_Extracted records_
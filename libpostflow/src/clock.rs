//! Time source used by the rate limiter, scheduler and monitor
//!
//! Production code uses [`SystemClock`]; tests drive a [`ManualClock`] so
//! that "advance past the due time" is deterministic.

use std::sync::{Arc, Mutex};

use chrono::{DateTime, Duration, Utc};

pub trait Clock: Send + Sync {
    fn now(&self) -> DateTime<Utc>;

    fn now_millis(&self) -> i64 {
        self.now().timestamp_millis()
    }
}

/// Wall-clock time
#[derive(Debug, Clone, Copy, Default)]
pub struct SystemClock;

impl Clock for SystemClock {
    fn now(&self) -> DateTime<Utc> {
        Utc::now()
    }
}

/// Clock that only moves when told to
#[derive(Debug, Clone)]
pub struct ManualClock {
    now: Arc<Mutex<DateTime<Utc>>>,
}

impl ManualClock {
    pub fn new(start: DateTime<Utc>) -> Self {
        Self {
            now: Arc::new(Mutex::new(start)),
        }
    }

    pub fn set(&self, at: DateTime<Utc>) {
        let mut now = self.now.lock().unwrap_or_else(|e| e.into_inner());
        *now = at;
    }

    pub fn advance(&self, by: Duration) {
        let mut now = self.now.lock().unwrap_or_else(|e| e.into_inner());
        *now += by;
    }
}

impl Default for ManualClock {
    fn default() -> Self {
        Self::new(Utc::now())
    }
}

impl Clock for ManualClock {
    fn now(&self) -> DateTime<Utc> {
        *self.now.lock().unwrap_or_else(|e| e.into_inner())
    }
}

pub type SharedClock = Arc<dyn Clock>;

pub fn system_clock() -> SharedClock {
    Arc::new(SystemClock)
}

_Required action_
Output only the lines from the line that contains "pub fn system_clock()" through the end of the entries, both included, exactly as they appear.

_Exercise solution_
pub fn system_clock() -> SharedClock {
    Arc::new(SystemClock)
}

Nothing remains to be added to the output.